What to do = Where the data below has the string "clients", return the whole line.

********

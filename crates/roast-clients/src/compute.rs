// crates/roast-clients/src/compute.rs
// ============================================================================
// Module: Compute Client
// Description: Servers, keypairs, flavors, and admin rescue API client.
// Purpose: Boot servers for tests and drive admin server actions.
// Dependencies: serde, tracing, roast-core
// ============================================================================

//! ## Overview
//! [`ComputeClient`] holds two transports: the tenant endpoint for servers,
//! keypairs, and flavors, and the admin endpoint for rescue actions.
//! [`ServerBehaviors`] boots servers to `ACTIVE` and polls status changes.
//!
//! Invariants:
//! - A created server is registered for deletion before any status polling,
//!   so a server that never becomes active is still cleaned up.
//! - Polling stops at the target status, the terminal `ERROR` status, or the
//!   configured build timeout, whichever comes first.

// ============================================================================
// SECTION: Imports
// ============================================================================

use std::thread;
use std::time::Duration;
use std::time::Instant;

use roast_core::CleanupOutcome;
use roast_core::ResourceRegistry;
use serde::Deserialize;
use serde::Serialize;
use serde_json::Value;
use serde_json::json;
use tracing::debug;
use tracing::info;

use crate::datagen::rand_name;
use crate::error::ClientError;
use crate::rest::ApiResponse;
use crate::rest::RestClient;

// ============================================================================
// SECTION: Constants
// ============================================================================

/// Status of a running server.
pub const STATUS_ACTIVE: &str = "ACTIVE";
/// Status of a server in rescue mode.
pub const STATUS_RESCUE: &str = "RESCUE";
/// Terminal failure status.
pub const STATUS_ERROR: &str = "ERROR";

// ============================================================================
// SECTION: Models
// ============================================================================

/// SSH keypair.
#[derive(Debug, Clone, PartialEq, Eq, Deserialize)]
pub struct Keypair {
    /// Keypair name.
    pub name: String,
    /// Public key material.
    #[serde(default)]
    pub public_key: Option<String>,
    /// Key fingerprint.
    #[serde(default)]
    pub fingerprint: Option<String>,
}

/// Compute server.
#[derive(Debug, Clone, PartialEq, Eq, Deserialize)]
pub struct Server {
    /// Server id.
    pub id: String,
    /// Server name.
    #[serde(default)]
    pub name: Option<String>,
    /// Lifecycle status.
    #[serde(default)]
    pub status: Option<String>,
    /// Admin password (returned on create and rescue).
    #[serde(default, rename = "adminPass")]
    pub admin_pass: Option<String>,
}

/// Flavor details.
#[derive(Debug, Clone, PartialEq, Eq, Deserialize)]
pub struct Flavor {
    /// Flavor id.
    pub id: String,
    /// Flavor name.
    #[serde(default)]
    pub name: Option<String>,
    /// Memory in MiB.
    #[serde(default)]
    pub ram: Option<u64>,
    /// Virtual CPU count.
    #[serde(default)]
    pub vcpus: Option<u32>,
    /// Root disk in GiB.
    #[serde(default)]
    pub disk: Option<u64>,
}

/// Rescue action result.
#[derive(Debug, Clone, PartialEq, Eq, Deserialize)]
pub struct RescueResult {
    /// Password for the rescue image.
    #[serde(default, rename = "adminPass")]
    pub admin_pass: Option<String>,
}

/// Server creation request body.
#[derive(Debug, Serialize)]
struct ServerRequest<'a> {
    /// Server name.
    name: &'a str,
    /// Image to boot.
    #[serde(rename = "imageRef")]
    image_ref: &'a str,
    /// Flavor to boot.
    #[serde(rename = "flavorRef")]
    flavor_ref: &'a str,
    /// Keypair injected into the server.
    #[serde(skip_serializing_if = "Option::is_none")]
    key_name: Option<&'a str>,
}

/// `{"server": ...}` creation envelope.
#[derive(Debug, Serialize)]
struct ServerCreate<'a> {
    /// Wrapped request.
    server: ServerRequest<'a>,
}

/// `{"keypair": ...}` envelope.
#[derive(Debug, Deserialize)]
struct KeypairEnvelope {
    /// Wrapped keypair.
    keypair: Keypair,
}

/// `{"server": ...}` envelope.
#[derive(Debug, Deserialize)]
struct ServerEnvelope {
    /// Wrapped server.
    server: Server,
}

/// `{"flavor": ...}` envelope.
#[derive(Debug, Deserialize)]
struct FlavorEnvelope {
    /// Wrapped flavor.
    flavor: Flavor,
}

// ============================================================================
// SECTION: Client
// ============================================================================

/// Compute API client with tenant and admin transports.
#[derive(Debug, Clone)]
pub struct ComputeClient {
    /// Tenant endpoint transport.
    tenant: RestClient,
    /// Admin endpoint transport.
    admin: RestClient,
}

impl ComputeClient {
    /// Creates a client from tenant and admin transports.
    #[must_use]
    pub const fn new(tenant: RestClient, admin: RestClient) -> Self {
        Self {
            tenant,
            admin,
        }
    }

    /// Returns the tenant transport.
    #[must_use]
    pub const fn tenant(&self) -> &RestClient {
        &self.tenant
    }

    /// Creates a keypair.
    ///
    /// # Errors
    ///
    /// Returns [`ClientError`] when the request cannot be completed.
    pub fn create_keypair(&self, name: &str) -> Result<ApiResponse<Keypair>, ClientError> {
        let body = json!({ "keypair": { "name": name } });
        let response = self.tenant.post::<_, KeypairEnvelope>("os-keypairs", &body)?;
        Ok(response.map_entity(|envelope| Some(envelope.keypair)))
    }

    /// Deletes a keypair.
    ///
    /// # Errors
    ///
    /// Returns [`ClientError`] when the request cannot be completed.
    pub fn delete_keypair(&self, name: &str) -> Result<ApiResponse<Value>, ClientError> {
        self.tenant.delete(&format!("os-keypairs/{name}"))
    }

    /// Requests a new server.
    ///
    /// # Errors
    ///
    /// Returns [`ClientError`] when the request cannot be completed.
    pub fn create_server(
        &self,
        name: &str,
        image_ref: &str,
        flavor_ref: &str,
        key_name: Option<&str>,
    ) -> Result<ApiResponse<Server>, ClientError> {
        let request = ServerRequest {
            name,
            image_ref,
            flavor_ref,
            key_name,
        };
        let body = ServerCreate {
            server: request,
        };
        let response = self.tenant.post::<_, ServerEnvelope>("servers", &body)?;
        Ok(response.map_entity(|envelope| Some(envelope.server)))
    }

    /// Fetches a server.
    ///
    /// # Errors
    ///
    /// Returns [`ClientError`] when the request cannot be completed.
    pub fn get_server(&self, id: &str) -> Result<ApiResponse<Server>, ClientError> {
        let response = self.tenant.get::<ServerEnvelope>(&format!("servers/{id}"))?;
        Ok(response.map_entity(|envelope| Some(envelope.server)))
    }

    /// Deletes a server.
    ///
    /// # Errors
    ///
    /// Returns [`ClientError`] when the request cannot be completed.
    pub fn delete_server(&self, id: &str) -> Result<ApiResponse<Value>, ClientError> {
        self.tenant.delete(&format!("servers/{id}"))
    }

    /// Fetches flavor details.
    ///
    /// # Errors
    ///
    /// Returns [`ClientError`] when the request cannot be completed.
    pub fn get_flavor(&self, id: &str) -> Result<ApiResponse<Flavor>, ClientError> {
        let response = self.tenant.get::<FlavorEnvelope>(&format!("flavors/{id}"))?;
        Ok(response.map_entity(|envelope| Some(envelope.flavor)))
    }

    /// Puts a server into rescue mode through the admin API.
    ///
    /// # Errors
    ///
    /// Returns [`ClientError`] when the request cannot be completed.
    pub fn rescue(&self, id: &str) -> Result<ApiResponse<RescueResult>, ClientError> {
        self.admin.post(&format!("servers/{id}/action"), &json!({ "rescue": {} }))
    }

    /// Takes a server out of rescue mode through the admin API.
    ///
    /// # Errors
    ///
    /// Returns [`ClientError`] when the request cannot be completed.
    pub fn unrescue(&self, id: &str) -> Result<ApiResponse<Value>, ClientError> {
        self.admin.post(&format!("servers/{id}/action"), &json!({ "unrescue": null }))
    }

    /// Returns a cleanup callback deleting a keypair.
    #[must_use]
    pub fn keypair_cleanup(
        &self,
        name: &str,
    ) -> impl FnOnce() -> Result<CleanupOutcome, String> + 'static {
        self.tenant.delete_cleanup(format!("os-keypairs/{name}"))
    }
}

// ============================================================================
// SECTION: Behaviors
// ============================================================================

/// Boot parameters and polling policy for server behaviors.
#[derive(Debug, Clone, PartialEq, Eq)]
pub struct BuildSettings {
    /// Image to boot.
    pub image_ref: String,
    /// Flavor to boot.
    pub flavor_ref: String,
    /// Maximum time to wait for a status.
    pub build_timeout: Duration,
    /// Interval between polls.
    pub poll_interval: Duration,
}

/// Server lifecycle behaviors.
#[derive(Debug, Clone)]
pub struct ServerBehaviors {
    /// Compute client.
    client: ComputeClient,
    /// Boot and polling settings.
    settings: BuildSettings,
}

impl ServerBehaviors {
    /// Creates behaviors over a client.
    #[must_use]
    pub const fn new(client: ComputeClient, settings: BuildSettings) -> Self {
        Self {
            client,
            settings,
        }
    }

    /// Returns the underlying client.
    #[must_use]
    pub const fn client(&self) -> &ComputeClient {
        &self.client
    }

    /// Boots a server and waits until it is `ACTIVE`.
    ///
    /// The returned server keeps the admin password from the create response.
    ///
    /// # Errors
    ///
    /// Returns [`ClientError`] when creation is refused, the server errors, or
    /// the build timeout elapses. The server stays registered for cleanup.
    pub fn create_active_server(
        &self,
        resources: &mut ResourceRegistry,
        key_name: Option<&str>,
    ) -> Result<Server, ClientError> {
        let name = rand_name("server");
        let created = self
            .client
            .create_server(&name, &self.settings.image_ref, &self.settings.flavor_ref, key_name)?
            .require("create server", 202)?;
        resources.add(
            format!("server {}", created.id),
            self.client.tenant().delete_cleanup(format!("servers/{}", created.id)),
        );
        info!(server = %created.id, name = %name, "server requested");
        let mut active = self.wait_for_server_status(&created.id, STATUS_ACTIVE)?;
        if active.admin_pass.is_none() {
            active.admin_pass = created.admin_pass;
        }
        Ok(active)
    }

    /// Polls a server until it reaches `target`.
    ///
    /// # Errors
    ///
    /// Returns [`ClientError::ServerFailed`] on `ERROR`,
    /// [`ClientError::Timeout`] when the build timeout elapses, or the first
    /// transport error.
    pub fn wait_for_server_status(&self, id: &str, target: &str) -> Result<Server, ClientError> {
        let started = Instant::now();
        loop {
            let response = self.client.get_server(id)?;
            if let Some(server) = response.entity.filter(|_| response.status == 200) {
                let status = server.status.as_deref().unwrap_or_default();
                debug!(server = %id, status, target, "polled server status");
                if status == target {
                    return Ok(server);
                }
                if status == STATUS_ERROR {
                    return Err(ClientError::ServerFailed {
                        id: id.to_string(),
                        status: status.to_string(),
                    });
                }
            }
            let waited = started.elapsed();
            if waited >= self.settings.build_timeout {
                return Err(ClientError::Timeout {
                    what: format!("server {id} to reach {target}"),
                    waited_ms: u64::try_from(waited.as_millis()).unwrap_or(u64::MAX),
                });
            }
            thread::sleep(self.settings.poll_interval.min(self.settings.build_timeout - waited));
        }
    }
}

********

Output below =
filename crates/roast-clients/src/compute.rs
// crates/roast-clients/src/compute.rs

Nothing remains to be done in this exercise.